Digital released OS/8 images for non-commercial purposes[1] which can be emulated through SIMH.

Overview

OS/8 provided a simple operating environment that was commensurate in complexity and scale with the PDP-8 computers on which it ran. I/O was supported via a series of supplied drivers which used polled (not interrupt-driven) techniques. The device drivers had to be cleverly written as they could only occupy one or two memory pages of 128 12-bit words, and had to be able to run in any page in field 0. This often required considerable cleverness, such as the use of the OPR instruction (7XXX) for small negative constants.

The memory-resident "footprint" of OS/8 was only 256 words; 128 words at the top of Field 0 and 128 words at the top of Field 1. The rest of the operating system (the USR, "User Service Routines") was swapped in and out of memory transparently (with regard to the user's program) as needed.

The Concise Command Language

Early versions of OS/8 had a very rudimentary command line interpreter with very few basic commands: GET, SAVE, RUN, ASSIGN, DEASSIGN, and ODT. With version 3 they added a more sophisticated overlay called CCL (Concise Command Language) that implemented many more commands. OS/8's CCL was directly patterned after the CCL found on Digital's PDP-10 systems running TOPS-10. In fact, much of the OS/8 software system was deliberately designed to mimic, as closely as possible, the TOPS-10 operating environment. (The CCL command language was later used on PDP-11 computers running RT-11, RSX-11, and RSTS/E, providing a similar user operating environment across all three architectures: PDP-8s, PDP-10s, and PDP-11s.)

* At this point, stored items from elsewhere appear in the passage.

//! The aligned observed/simulated pair series consumed by validation and training.

use std::collections::{BTreeMap, BTreeSet};

use chrono::{Datelike, NaiveDate};
use serde::{Deserialize, Serialize};

use crate::error::SeriesError;
use crate::validate::ValidationCollector;

/// One day on which both an observation and a simulation exist.
#[derive(Debug, Clone, Copy, PartialEq, Serialize, Deserialize)]
pub struct AlignedRecord {
    pub date: NaiveDate,
    pub obs: f64,
    pub sim: f64,
}

impl AlignedRecord {
    pub fn new(date: NaiveDate, obs: f64, sim: f64) -> Self {
        Self { date, obs, sim }
    }

    pub fn year(&self) -> i32 {
        self.date.year()
    }

    pub fn month(&self) -> u8 {
        self.date.month() as u8
    }
}

/// Date-ordered pairs of strictly positive observed and simulated discharge.
///
/// Dates are unique and ascending, and every value is finite and `> 0`.
#[derive(Debug, Clone, Default, PartialEq, Serialize, Deserialize)]
pub struct AlignedSeries {
    records: Vec<AlignedRecord>,
}

impl AlignedSeries {
    /// Builds a series from records, sorting them by date.
    ///
    /// # Errors
    ///
    /// Returns [`SeriesError::Validation`] if a date repeats or any value is
    /// non-finite or not strictly positive.
    pub fn from_records(mut records: Vec<AlignedRecord>) -> Result<Self, SeriesError> {
        records.sort_by_key(|r| r.date);

        let mut c = ValidationCollector::new();
        for pair in records.windows(2) {
            if pair[0].date == pair[1].date {
                c.push(format!("duplicate date {}", pair[0].date));
            }
        }
        for r in &records {
            if !(r.obs.is_finite() && r.obs > 0.0) {
                c.push(format!("obs {} on {} is not > 0", r.obs, r.date));
            }
            if !(r.sim.is_finite() && r.sim > 0.0) {
                c.push(format!("sim {} on {} is not > 0", r.sim, r.date));
            }
        }
        c.finish()?;

        Ok(Self { records })
    }

    /// Internal constructor for records already known to satisfy the invariants.
    pub(crate) fn from_sorted_unchecked(records: Vec<AlignedRecord>) -> Self {
        Self { records }
    }

    pub fn records(&self) -> &[AlignedRecord] {
        &self.records
    }

    pub fn len(&self) -> usize {
        self.records.len()
    }

    pub fn is_empty(&self) -> bool {
        self.records.is_empty()
    }

    pub fn dates(&self) -> Vec<NaiveDate> {
        self.records.iter().map(|r| r.date).collect()
    }

    pub fn obs(&self) -> Vec<f64> {
        self.records.iter().map(|r| r.obs).collect()
    }

    pub fn sim(&self) -> Vec<f64> {
        self.records.iter().map(|r| r.sim).collect()
    }

    /// Distinct calendar years present, ascending.
    pub fn years(&self) -> Vec<i32> {
        self.records
            .iter()
            .map(|r| r.year())
            .collect::<BTreeSet<_>>()
            .into_iter()
            .collect()
    }

    /// Number of records per calendar year.
    pub fn year_counts(&self) -> BTreeMap<i32, usize> {
        let mut counts = BTreeMap::new();
        for r in &self.records {
            *counts.entry(r.year()).or_insert(0) += 1;
        }
        counts
    }

    /// Returns the subset of records whose year is in `years`.
    pub fn select_years(&self, years: &BTreeSet<i32>) -> AlignedSeries {
        Self::from_sorted_unchecked(
            self.records
                .iter()
                .filter(|r| years.contains(&r.year()))
                .copied()
                .collect(),
        )
    }
}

The basic OS and CCL implemented many rather sophisticated commands, many of which still do not exist in modern command languages, not even in MS-DOS, Windows, or Unix-like operating systems.

For example, the COMPILE command would automatically find the right compiler for a given source file and start the compile/assemble/link cycle.

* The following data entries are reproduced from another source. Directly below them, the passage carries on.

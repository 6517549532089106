//! Month and year ranges, and the 365-day day-of-year used for seasonal grouping.

use chrono::{Datelike, NaiveDate};
use serde::{Deserialize, Serialize};

use crate::error::SeriesError;

/// Day-of-year on which each month starts in a 365-day year
/// (index 0 unused, index 1 = January starts at DOY 1, ...).
const MONTH_START_DOY: [u16; 13] = [0, 1, 32, 60, 91, 121, 152, 182, 213, 244, 274, 305, 335];

/// Day-of-year on a 365-day calendar (1..=365).
///
/// February 29 shares day 59 with February 28, and later days of a leap year
/// keep the same number they have in a common year, so a given calendar day
/// always falls in the same seasonal group.
pub fn noleap_doy(date: NaiveDate) -> u16 {
    let month = date.month() as usize;
    let day = date.day().min(if month == 2 { 28 } else { 31 }) as u16;
    MONTH_START_DOY[month] + day - 1
}

/// An inclusive range of calendar months.
///
/// `start > end` describes a season that wraps the new year, e.g. `11..=3`
/// covers November through March.
#[derive(Debug, Clone, Copy, PartialEq, Eq, Serialize, Deserialize)]
pub struct MonthRange {
    start: u8,
    end: u8,
}

impl MonthRange {
    /// Creates a month range.
    ///
    /// # Errors
    ///
    /// Returns [`SeriesError::InvalidMonth`] if either bound is outside 1..=12.
    pub fn new(start: u8, end: u8) -> Result<Self, SeriesError> {
        for month in [start, end] {
            if !(1..=12).contains(&month) {
                return Err(SeriesError::InvalidMonth { month });
            }
        }
        Ok(Self { start, end })
    }

    /// The full calendar year.
    pub fn all() -> Self {
        Self { start: 1, end: 12 }
    }

    /// Creates a month range, clamping each bound into 1..=12.
    ///
    /// For fixed defaults; use [`MonthRange::new`] for user input.
    pub const fn clamped(start: u8, end: u8) -> Self {
        const fn clamp(m: u8) -> u8 {
            if m < 1 {
                1
            } else if m > 12 {
                12
            } else {
                m
            }
        }
        Self {
            start: clamp(start),
            end: clamp(end),
        }
    }

    /// Returns the first month of the range.
    pub fn start(&self) -> u8 {
        self.start
    }

    /// Returns the last month of the range.
    pub fn end(&self) -> u8 {
        self.end
    }

    /// Returns `true` if `month` lies within the range.
    pub fn contains(&self, month: u8) -> bool {
        if self.start <= self.end {
            (self.start..=self.end).contains(&month)
        } else {
            month >= self.start || month <= self.end
        }
    }

    /// Returns the months of the range, ascending.
    pub fn months(&self) -> Vec<u8> {
        (1..=12u8).filter(|&m| self.contains(m)).collect()
    }
}

/// An inclusive range of calendar years.
#[derive(Debug, Clone, Copy, PartialEq, Eq, Serialize, Deserialize)]
pub struct YearRange {
    start: i32,
    end: i32,
}

impl YearRange {
    /// Creates a year range.
    ///
    /// # Errors
    ///
    /// Returns [`SeriesError::InvalidYearRange`] if `start > end`.
    pub fn new(start: i32, end: i32) -> Result<Self, SeriesError> {
        if start > end {
            return Err(SeriesError::InvalidYearRange { start, end });
        }
        Ok(Self { start, end })
    }

    /// A range that accepts every year.
    pub fn unbounded() -> Self {
        Self {
            start: i32::MIN,
            end: i32::MAX,
        }
    }

    /// Returns the first year.
    pub fn start(&self) -> i32 {
        self.start
    }

    /// Returns the last year.
    pub fn end(&self) -> i32 {
        self.end
    }

    /// Returns `true` if `year` lies within the range.
    pub fn contains(&self, year: i32) -> bool {
        (self.start..=self.end).contains(&year)
    }
}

The ASSIGN and DEASSIGN commands allowed one to use logical device names in a program instead of physical names (as required in MS-DOS). For example, your program could write to device FLOP:AAA.TXT, and if you first did a "ASSIGN FLOP: RXA2:" then the file would be created on physical device RXA2 (the second floppy disk drive). VAX/VMS and the Commodore Amiga's operating system AmigaOS (and other OSes built around Tripos) made considerable use of this very flexible feature.

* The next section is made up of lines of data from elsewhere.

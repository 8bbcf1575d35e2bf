// Error types module

use std::fmt;

/// Centralized error type for the watermarking pipeline
///
/// Categorizes errors into the stages a run can fail at, so the CLI
/// can report which part of the pipeline gave up.
#[derive(Debug, Clone)]
pub enum AppError {
    /// Configuration errors (invalid YAML, out-of-range values, store I/O)
    Config(String),

    /// Font discovery/loading failures
    Font(String),

    /// Image decode, stamp, or encode failures
    Image(String),

    /// PDF rasterization or assembly failures
    Pdf(String),

    /// Output serialization failures (data URI decode, file writes)
    Export(String),
}

impl fmt::Display for AppError {
    fn fmt(&self, f: &mut fmt::Formatter<'_>) -> fmt::Result {
        match self {
            AppError::Config(msg) => write!(f, "Configuration error: {}", msg),
            AppError::Font(msg) => write!(f, "Font error: {}", msg),
            AppError::Image(msg) => write!(f, "Image error: {}", msg),
            AppError::Pdf(msg) => write!(f, "PDF error: {}", msg),
            AppError::Export(msg) => write!(f, "Export error: {}", msg),
        }
    }
}

impl std::error::Error for AppError {}

impl From<crate::watermark::RenderError> for AppError {
    fn from(err: crate::watermark::RenderError) -> Self {
        match err {
            crate::watermark::RenderError::FontError(msg) => AppError::Font(msg),
            other => AppError::Image(other.to_string()),
        }
    }
}

impl From<crate::pdf::PdfError> for AppError {
    fn from(err: crate::pdf::PdfError) -> Self {
        AppError::Pdf(err.to_string())
    }
}

impl From<crate::export::ExportError> for AppError {
    fn from(err: crate::export::ExportError) -> Self {
        AppError::Export(err.to_string())
    }
}

impl From<crate::config::StoreError> for AppError {
    fn from(err: crate::config::StoreError) -> Self {
        AppError::Config(err.to_string())
    }
}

The SET command was capable of setting many system options, albeit by the crude method of patching locations in the system binary code.

The BUILD command could reconfigure the OS on the fly, even adding device drivers, often without having to reboot the OS.

The OS can boot from a hard disk and present the command prompt in under half a second.

The OS/8 Filesystem

OS/8 supported a simple, flat file system on a variety of mass storage devices including:

Filenames on the PDP-8 took the form of FFFFFF.XX where "F" represents an uppercase, alphanumeric character of the filename and "X" represents an upper-case, alphanumeric character of the extension (filetype). Assembly language sources used the extension ".PA"; saved core-images (executable programs) used the extension ".SV".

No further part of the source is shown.